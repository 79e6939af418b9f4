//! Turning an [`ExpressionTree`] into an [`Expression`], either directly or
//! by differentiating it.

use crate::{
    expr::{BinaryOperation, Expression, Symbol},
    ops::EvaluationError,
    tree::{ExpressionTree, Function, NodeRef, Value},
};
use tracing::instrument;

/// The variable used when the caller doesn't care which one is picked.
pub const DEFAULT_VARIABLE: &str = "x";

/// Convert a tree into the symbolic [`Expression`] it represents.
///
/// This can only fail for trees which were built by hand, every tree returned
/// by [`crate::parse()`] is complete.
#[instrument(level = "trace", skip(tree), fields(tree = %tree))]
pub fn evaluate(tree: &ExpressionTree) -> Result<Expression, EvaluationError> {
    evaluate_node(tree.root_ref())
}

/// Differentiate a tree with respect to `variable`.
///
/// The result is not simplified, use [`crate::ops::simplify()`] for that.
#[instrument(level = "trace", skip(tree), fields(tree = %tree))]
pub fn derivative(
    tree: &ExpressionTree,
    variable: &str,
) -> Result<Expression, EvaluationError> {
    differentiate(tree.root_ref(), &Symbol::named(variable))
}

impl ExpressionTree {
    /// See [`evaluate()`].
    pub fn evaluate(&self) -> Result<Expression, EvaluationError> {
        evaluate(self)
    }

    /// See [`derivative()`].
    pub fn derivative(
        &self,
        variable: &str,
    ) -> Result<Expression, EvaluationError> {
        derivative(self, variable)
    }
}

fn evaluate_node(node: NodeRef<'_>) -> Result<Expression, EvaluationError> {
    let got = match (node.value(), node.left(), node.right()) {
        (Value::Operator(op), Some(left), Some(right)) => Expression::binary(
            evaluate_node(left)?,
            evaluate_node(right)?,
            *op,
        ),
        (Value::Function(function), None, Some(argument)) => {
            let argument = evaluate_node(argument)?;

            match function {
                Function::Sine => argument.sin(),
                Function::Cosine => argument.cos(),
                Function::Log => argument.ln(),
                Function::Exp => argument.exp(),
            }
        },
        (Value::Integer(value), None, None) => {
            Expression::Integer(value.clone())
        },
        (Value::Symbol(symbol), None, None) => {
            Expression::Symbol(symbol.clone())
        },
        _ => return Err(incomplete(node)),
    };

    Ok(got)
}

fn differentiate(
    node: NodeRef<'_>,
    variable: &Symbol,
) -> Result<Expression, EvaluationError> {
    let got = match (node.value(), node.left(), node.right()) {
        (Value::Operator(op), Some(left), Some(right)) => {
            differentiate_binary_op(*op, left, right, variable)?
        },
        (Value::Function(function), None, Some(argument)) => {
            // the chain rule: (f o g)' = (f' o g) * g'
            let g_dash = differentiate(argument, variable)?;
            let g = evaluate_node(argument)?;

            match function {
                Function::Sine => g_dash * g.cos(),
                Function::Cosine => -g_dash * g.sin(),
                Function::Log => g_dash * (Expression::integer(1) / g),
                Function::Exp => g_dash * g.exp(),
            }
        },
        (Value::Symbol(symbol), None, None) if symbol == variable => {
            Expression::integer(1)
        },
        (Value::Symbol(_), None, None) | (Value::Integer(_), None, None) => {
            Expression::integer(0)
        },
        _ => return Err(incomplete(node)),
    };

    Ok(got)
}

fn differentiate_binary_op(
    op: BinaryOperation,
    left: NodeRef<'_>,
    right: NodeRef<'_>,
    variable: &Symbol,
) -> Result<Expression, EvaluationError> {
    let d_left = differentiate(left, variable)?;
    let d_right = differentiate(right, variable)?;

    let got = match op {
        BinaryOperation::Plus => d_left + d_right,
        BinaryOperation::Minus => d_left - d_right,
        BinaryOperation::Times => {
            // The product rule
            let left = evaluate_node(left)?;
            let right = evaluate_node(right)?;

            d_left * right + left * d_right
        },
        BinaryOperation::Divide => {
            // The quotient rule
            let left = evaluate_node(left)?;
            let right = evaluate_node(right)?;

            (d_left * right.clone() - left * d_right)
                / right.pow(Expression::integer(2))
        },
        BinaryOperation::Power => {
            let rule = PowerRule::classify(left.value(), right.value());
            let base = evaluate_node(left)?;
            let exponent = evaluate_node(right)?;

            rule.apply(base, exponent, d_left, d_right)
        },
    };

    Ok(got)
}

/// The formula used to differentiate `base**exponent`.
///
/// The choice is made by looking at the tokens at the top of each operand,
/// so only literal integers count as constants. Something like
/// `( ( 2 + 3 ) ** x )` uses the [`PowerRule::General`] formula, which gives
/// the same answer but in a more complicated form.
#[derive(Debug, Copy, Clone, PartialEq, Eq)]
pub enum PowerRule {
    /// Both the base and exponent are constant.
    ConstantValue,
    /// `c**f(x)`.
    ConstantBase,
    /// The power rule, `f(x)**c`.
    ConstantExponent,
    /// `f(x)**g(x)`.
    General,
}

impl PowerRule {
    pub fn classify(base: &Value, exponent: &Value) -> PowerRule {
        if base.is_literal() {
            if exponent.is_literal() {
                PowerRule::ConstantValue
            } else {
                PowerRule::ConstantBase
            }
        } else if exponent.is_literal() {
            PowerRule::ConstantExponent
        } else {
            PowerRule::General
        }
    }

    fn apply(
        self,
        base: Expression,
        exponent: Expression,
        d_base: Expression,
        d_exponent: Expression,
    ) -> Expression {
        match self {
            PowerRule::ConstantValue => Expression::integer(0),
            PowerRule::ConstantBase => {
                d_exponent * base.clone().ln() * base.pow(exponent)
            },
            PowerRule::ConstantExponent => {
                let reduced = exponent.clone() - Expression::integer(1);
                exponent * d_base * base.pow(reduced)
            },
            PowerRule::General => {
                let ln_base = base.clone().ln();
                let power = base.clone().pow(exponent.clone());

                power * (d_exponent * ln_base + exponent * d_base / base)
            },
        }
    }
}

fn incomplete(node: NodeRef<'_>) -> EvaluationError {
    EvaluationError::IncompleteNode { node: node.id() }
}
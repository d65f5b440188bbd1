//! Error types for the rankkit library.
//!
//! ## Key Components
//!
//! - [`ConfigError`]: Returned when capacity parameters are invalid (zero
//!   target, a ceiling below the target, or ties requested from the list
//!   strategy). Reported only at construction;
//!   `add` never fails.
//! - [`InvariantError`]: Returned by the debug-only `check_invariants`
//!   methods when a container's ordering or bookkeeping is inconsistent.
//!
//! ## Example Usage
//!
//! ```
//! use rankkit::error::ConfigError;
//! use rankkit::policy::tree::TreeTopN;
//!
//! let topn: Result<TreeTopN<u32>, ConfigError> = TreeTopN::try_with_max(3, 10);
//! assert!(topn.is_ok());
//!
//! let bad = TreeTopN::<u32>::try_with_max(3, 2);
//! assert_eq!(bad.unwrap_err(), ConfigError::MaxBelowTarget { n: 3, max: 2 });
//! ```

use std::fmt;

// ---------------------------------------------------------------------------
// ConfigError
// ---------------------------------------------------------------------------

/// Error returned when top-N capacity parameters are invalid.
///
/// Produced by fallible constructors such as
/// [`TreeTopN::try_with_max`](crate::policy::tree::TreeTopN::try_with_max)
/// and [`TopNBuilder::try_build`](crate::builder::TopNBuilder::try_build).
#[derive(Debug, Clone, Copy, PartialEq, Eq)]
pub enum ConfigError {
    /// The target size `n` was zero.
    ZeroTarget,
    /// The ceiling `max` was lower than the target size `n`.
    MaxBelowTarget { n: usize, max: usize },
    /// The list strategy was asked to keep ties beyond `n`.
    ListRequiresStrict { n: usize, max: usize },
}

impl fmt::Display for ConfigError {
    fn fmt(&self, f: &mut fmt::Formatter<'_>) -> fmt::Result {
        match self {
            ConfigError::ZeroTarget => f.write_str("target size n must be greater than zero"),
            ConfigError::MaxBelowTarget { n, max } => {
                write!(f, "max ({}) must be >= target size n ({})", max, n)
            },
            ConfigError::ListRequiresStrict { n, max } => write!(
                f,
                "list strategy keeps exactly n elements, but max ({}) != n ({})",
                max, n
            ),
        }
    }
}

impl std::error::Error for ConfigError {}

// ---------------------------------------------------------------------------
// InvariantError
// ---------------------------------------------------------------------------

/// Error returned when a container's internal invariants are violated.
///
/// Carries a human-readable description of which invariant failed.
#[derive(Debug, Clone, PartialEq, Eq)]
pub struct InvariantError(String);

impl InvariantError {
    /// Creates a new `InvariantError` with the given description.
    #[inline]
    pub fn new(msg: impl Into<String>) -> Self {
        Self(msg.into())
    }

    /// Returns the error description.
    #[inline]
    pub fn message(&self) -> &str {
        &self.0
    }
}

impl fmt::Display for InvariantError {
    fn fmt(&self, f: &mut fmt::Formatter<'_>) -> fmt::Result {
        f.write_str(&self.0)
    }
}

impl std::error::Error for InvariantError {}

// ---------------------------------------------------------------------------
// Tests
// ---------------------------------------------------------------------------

▸ What you need to do
Show every line in the entries where the string "repository" occurs.

▸ Solution to the problem
repository 79e6939af418b9f4
repository d65f5b440188bbd1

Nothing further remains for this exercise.